Source material Block Start
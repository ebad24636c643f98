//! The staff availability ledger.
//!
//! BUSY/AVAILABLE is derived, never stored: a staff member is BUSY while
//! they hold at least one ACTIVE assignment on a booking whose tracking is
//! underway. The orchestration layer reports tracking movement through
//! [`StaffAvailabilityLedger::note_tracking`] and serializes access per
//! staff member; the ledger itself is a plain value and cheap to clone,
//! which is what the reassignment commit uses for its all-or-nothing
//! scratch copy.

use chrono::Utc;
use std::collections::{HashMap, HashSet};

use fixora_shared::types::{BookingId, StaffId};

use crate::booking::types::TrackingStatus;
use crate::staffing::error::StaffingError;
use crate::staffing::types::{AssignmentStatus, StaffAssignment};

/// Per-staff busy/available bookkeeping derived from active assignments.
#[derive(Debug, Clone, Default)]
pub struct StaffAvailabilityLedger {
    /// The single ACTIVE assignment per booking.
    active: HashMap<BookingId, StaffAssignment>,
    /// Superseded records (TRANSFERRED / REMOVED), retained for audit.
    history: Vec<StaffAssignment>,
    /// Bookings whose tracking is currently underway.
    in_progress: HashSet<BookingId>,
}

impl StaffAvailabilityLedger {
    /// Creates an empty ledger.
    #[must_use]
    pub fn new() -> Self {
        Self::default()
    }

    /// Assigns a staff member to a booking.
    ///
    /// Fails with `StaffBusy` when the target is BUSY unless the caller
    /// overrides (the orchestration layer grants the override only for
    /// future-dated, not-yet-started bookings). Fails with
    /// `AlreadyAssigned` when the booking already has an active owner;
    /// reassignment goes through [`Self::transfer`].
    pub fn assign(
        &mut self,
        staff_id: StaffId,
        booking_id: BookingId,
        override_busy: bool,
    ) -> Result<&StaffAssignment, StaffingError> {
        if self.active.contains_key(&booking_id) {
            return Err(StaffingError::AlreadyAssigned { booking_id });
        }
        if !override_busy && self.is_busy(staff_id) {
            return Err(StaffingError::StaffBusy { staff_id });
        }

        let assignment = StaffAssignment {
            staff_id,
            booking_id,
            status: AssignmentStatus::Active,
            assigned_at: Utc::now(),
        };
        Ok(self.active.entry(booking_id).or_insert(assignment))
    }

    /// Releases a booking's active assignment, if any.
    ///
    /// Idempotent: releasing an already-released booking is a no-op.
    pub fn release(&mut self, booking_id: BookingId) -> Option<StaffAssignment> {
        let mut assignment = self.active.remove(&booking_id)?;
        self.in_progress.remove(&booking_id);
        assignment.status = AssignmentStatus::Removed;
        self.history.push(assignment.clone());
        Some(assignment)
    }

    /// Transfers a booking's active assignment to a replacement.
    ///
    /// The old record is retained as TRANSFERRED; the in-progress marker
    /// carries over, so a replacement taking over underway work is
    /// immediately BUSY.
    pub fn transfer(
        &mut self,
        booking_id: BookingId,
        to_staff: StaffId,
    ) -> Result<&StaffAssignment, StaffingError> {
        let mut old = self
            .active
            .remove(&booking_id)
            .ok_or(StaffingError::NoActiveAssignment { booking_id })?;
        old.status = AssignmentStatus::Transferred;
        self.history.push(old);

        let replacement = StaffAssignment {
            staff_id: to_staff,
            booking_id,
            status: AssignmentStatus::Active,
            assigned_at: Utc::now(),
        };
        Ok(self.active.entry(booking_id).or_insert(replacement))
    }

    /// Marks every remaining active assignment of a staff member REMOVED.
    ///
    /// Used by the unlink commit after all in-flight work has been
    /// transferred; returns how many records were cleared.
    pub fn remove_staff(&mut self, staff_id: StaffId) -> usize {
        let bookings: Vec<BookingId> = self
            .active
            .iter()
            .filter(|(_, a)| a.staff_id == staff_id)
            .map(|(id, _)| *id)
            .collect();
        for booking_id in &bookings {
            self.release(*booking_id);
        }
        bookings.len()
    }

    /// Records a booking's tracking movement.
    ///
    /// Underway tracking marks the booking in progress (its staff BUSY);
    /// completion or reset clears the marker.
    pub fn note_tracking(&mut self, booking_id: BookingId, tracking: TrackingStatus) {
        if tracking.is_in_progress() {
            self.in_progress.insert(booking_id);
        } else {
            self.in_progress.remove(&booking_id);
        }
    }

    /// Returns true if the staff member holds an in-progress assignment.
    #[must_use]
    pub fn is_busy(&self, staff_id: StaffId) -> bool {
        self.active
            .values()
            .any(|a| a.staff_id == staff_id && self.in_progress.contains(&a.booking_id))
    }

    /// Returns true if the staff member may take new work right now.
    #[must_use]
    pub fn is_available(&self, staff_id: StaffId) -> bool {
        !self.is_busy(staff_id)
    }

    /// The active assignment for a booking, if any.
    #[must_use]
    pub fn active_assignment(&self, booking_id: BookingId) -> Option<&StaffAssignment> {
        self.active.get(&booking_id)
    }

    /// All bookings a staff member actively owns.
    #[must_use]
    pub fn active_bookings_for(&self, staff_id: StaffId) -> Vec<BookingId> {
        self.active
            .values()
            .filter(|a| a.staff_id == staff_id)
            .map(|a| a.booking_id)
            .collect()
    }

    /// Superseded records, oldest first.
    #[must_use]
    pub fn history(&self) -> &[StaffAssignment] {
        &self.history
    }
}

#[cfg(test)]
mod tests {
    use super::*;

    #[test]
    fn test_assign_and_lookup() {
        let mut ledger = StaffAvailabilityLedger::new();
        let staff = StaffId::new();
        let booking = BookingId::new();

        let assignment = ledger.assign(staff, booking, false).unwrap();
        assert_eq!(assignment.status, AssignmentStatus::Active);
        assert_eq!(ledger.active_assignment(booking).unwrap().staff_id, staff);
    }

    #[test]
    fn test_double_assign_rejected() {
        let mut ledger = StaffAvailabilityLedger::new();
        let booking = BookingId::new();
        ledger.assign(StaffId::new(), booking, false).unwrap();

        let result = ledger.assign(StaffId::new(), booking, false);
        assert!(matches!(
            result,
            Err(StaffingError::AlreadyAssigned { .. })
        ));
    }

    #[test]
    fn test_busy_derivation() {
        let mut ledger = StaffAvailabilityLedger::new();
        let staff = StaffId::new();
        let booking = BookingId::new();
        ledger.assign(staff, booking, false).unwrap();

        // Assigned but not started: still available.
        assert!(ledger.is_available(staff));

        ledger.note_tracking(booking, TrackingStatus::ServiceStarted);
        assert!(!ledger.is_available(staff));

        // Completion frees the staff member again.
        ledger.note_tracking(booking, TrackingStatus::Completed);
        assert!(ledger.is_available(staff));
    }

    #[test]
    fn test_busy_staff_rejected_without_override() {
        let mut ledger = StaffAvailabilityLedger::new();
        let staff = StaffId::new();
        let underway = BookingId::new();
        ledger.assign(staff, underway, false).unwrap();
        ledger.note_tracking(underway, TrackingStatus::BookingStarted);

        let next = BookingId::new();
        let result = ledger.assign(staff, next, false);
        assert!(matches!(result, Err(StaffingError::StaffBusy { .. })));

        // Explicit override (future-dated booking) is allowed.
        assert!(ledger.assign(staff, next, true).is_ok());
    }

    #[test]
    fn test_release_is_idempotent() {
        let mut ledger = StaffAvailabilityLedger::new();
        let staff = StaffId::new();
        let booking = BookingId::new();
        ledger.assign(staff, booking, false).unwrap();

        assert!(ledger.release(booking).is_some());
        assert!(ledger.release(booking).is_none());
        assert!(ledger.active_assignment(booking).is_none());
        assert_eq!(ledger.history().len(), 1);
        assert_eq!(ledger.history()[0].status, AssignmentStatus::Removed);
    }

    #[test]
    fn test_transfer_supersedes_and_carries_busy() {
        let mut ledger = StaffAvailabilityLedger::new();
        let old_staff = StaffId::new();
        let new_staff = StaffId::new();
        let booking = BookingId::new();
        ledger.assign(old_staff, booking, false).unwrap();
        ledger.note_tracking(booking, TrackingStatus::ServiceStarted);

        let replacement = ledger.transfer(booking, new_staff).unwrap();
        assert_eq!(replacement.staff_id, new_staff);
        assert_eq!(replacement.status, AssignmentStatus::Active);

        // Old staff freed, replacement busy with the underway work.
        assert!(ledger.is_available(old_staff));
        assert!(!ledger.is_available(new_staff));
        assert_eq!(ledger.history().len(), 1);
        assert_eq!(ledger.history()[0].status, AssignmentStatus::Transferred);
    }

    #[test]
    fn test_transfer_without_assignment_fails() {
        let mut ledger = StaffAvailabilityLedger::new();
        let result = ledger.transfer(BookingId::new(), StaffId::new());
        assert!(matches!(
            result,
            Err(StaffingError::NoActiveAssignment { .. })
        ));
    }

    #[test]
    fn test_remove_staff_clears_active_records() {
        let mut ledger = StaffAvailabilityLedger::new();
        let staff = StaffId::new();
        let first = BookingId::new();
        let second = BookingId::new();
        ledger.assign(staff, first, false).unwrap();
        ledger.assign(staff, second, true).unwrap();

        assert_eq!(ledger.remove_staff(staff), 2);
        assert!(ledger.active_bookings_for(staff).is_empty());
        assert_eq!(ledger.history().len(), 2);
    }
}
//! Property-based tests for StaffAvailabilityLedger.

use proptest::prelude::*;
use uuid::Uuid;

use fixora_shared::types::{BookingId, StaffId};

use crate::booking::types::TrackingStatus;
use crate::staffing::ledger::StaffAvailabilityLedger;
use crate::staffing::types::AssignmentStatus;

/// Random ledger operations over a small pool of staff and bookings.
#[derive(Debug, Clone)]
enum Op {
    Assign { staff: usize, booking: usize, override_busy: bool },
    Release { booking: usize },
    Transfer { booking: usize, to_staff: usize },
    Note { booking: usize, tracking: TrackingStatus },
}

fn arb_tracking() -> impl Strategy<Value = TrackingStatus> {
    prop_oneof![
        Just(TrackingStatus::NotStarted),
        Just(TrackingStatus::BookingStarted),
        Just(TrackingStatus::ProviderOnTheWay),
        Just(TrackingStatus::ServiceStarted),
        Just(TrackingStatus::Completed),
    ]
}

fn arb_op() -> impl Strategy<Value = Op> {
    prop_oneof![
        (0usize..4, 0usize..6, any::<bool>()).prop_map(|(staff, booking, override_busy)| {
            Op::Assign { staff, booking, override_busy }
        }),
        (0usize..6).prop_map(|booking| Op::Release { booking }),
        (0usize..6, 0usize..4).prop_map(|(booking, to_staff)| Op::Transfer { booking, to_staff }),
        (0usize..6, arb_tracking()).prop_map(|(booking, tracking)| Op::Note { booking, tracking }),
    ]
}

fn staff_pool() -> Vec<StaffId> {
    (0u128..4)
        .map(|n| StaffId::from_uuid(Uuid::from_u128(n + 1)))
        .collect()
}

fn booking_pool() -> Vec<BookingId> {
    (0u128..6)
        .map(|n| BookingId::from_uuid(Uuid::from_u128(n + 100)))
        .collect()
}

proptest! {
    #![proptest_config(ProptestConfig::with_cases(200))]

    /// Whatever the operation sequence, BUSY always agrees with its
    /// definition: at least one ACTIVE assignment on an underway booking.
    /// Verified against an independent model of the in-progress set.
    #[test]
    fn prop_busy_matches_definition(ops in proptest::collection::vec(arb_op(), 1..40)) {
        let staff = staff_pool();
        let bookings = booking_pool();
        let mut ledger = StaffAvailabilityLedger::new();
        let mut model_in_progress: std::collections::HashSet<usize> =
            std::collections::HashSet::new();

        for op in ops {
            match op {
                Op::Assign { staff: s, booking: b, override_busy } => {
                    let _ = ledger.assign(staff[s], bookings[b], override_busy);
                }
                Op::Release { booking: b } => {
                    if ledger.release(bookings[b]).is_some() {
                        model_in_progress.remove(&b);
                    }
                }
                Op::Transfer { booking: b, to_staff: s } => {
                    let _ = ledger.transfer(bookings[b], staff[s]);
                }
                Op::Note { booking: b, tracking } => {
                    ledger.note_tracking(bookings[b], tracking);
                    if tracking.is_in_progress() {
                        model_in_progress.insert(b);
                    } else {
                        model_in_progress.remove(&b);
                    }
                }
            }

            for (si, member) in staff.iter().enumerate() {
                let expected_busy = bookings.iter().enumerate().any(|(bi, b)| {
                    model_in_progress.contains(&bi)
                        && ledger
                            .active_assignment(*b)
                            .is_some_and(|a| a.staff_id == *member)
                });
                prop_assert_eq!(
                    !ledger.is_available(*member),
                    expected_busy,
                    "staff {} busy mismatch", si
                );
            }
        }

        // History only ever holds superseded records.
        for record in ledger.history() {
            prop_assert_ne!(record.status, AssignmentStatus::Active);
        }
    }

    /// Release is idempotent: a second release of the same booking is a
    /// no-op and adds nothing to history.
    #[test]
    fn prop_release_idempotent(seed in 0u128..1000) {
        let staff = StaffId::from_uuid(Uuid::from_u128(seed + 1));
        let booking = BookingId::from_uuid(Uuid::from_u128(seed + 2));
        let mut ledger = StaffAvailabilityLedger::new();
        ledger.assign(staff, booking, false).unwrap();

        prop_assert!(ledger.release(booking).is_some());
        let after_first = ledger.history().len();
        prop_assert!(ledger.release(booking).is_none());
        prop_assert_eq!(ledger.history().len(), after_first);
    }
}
Source material Block End
Source material Block Start
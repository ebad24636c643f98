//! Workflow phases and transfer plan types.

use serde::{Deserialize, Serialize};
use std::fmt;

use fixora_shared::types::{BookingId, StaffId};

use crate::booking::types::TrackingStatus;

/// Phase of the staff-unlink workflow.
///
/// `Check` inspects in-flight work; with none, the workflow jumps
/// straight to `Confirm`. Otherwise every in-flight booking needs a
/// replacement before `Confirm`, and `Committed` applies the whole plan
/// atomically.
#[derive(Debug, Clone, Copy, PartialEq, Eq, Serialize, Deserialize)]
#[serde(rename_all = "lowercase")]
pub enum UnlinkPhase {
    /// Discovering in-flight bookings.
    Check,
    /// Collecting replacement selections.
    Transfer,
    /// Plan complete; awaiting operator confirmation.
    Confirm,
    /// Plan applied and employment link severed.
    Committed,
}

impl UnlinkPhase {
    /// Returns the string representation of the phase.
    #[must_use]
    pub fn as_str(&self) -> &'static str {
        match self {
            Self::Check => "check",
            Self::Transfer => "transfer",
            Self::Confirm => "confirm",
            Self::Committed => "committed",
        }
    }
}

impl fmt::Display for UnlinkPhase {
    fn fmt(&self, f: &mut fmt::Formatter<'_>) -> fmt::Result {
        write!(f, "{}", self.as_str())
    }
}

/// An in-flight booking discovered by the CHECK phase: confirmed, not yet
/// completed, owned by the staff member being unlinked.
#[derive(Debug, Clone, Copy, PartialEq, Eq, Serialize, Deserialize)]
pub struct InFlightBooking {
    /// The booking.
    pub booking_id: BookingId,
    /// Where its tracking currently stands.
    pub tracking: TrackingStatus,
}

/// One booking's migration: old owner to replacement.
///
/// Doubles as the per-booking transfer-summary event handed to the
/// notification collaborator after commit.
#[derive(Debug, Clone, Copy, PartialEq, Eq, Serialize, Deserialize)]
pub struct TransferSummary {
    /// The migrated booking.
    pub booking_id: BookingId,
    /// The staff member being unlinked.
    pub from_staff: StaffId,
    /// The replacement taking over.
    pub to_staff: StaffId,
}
Source material Block End
Source material Block Start
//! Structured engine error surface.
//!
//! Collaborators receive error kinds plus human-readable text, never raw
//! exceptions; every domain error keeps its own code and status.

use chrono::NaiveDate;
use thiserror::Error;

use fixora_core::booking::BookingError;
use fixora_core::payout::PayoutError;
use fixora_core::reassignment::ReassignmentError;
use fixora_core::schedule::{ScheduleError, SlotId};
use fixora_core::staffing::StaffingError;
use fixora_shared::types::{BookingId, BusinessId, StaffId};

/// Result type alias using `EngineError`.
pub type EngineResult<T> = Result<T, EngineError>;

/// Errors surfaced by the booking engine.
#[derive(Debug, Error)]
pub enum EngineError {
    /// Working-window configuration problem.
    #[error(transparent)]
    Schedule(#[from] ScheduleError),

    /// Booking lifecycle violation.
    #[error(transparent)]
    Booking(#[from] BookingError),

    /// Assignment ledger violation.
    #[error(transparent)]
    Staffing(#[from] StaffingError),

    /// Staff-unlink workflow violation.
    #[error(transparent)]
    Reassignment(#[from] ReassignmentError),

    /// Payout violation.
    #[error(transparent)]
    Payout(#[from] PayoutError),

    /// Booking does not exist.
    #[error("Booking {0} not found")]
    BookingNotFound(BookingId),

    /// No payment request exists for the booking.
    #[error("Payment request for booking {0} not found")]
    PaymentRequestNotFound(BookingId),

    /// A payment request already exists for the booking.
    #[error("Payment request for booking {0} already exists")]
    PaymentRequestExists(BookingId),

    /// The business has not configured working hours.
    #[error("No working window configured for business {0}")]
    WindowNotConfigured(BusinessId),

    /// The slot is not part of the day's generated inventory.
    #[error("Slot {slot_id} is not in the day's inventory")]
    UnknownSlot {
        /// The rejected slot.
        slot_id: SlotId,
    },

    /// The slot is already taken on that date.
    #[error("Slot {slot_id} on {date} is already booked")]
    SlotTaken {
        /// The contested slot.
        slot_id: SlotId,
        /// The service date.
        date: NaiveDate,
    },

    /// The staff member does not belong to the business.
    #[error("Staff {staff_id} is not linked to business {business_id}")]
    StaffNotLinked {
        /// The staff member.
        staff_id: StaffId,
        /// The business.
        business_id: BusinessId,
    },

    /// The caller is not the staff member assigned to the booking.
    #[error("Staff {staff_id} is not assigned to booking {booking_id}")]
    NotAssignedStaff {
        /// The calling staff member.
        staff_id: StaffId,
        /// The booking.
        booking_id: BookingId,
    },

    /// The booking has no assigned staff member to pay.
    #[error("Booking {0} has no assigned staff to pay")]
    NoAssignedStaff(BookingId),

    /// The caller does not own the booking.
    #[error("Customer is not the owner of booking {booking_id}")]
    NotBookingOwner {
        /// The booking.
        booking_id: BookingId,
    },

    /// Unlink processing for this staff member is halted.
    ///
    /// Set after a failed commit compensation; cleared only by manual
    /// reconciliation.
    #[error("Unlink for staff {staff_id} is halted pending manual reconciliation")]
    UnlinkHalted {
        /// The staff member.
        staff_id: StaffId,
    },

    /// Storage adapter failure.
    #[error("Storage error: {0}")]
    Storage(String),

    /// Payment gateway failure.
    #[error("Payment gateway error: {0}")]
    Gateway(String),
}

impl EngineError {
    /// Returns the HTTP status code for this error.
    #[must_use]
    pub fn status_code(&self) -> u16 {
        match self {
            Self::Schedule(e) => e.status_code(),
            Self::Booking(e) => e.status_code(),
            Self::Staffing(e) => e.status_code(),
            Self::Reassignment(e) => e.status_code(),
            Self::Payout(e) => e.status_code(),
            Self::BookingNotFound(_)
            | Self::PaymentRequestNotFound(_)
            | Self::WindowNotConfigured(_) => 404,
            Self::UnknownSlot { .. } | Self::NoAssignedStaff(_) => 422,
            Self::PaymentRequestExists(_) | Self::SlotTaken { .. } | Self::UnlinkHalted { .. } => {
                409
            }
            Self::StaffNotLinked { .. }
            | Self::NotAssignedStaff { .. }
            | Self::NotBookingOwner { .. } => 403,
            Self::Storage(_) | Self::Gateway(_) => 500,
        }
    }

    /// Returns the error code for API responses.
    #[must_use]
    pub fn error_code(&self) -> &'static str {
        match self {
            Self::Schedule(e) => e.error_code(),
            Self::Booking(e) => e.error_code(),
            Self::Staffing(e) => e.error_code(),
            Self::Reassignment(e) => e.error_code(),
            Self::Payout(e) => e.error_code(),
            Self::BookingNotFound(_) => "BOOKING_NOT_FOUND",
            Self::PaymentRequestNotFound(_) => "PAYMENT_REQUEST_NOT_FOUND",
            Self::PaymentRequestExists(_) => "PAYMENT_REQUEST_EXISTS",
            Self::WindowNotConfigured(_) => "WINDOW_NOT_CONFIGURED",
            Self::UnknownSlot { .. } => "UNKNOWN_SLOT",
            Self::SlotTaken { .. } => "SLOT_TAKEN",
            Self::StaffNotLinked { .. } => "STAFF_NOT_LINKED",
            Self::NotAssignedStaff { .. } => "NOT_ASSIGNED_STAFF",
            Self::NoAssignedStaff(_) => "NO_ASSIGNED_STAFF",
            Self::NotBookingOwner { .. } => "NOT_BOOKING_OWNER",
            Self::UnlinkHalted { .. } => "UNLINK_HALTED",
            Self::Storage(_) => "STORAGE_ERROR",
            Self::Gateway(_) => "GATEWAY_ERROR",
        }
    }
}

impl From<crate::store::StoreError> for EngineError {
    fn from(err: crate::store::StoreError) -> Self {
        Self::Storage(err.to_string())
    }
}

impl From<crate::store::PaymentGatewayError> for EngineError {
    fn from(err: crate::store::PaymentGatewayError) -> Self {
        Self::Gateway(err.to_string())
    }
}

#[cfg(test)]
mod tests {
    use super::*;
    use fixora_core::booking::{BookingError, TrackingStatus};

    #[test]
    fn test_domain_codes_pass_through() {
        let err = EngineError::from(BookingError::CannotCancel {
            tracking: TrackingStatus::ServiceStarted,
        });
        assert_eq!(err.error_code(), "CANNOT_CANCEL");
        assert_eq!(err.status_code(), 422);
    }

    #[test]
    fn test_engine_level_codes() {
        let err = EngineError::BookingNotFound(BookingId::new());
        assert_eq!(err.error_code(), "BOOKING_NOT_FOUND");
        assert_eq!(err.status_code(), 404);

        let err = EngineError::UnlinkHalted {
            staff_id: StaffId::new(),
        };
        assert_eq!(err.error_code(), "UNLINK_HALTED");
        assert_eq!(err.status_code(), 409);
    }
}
Source material Block End
Show all lines above holding "replacement".

    /// Transfers a booking's active assignment to a replacement.
    /// carries over, so a replacement taking over underway work is
        let replacement = StaffAssignment {
        Ok(self.active.entry(booking_id).or_insert(replacement))
        let replacement = ledger.transfer(booking, new_staff).unwrap();
        assert_eq!(replacement.staff_id, new_staff);
        assert_eq!(replacement.status, AssignmentStatus::Active);
        // Old staff freed, replacement busy with the underway work.
/// replacement before `Confirm`, and `Committed` applies the whole plan
    /// Collecting replacement selections.
/// One booking's migration: old owner to replacement.
    /// The replacement taking over.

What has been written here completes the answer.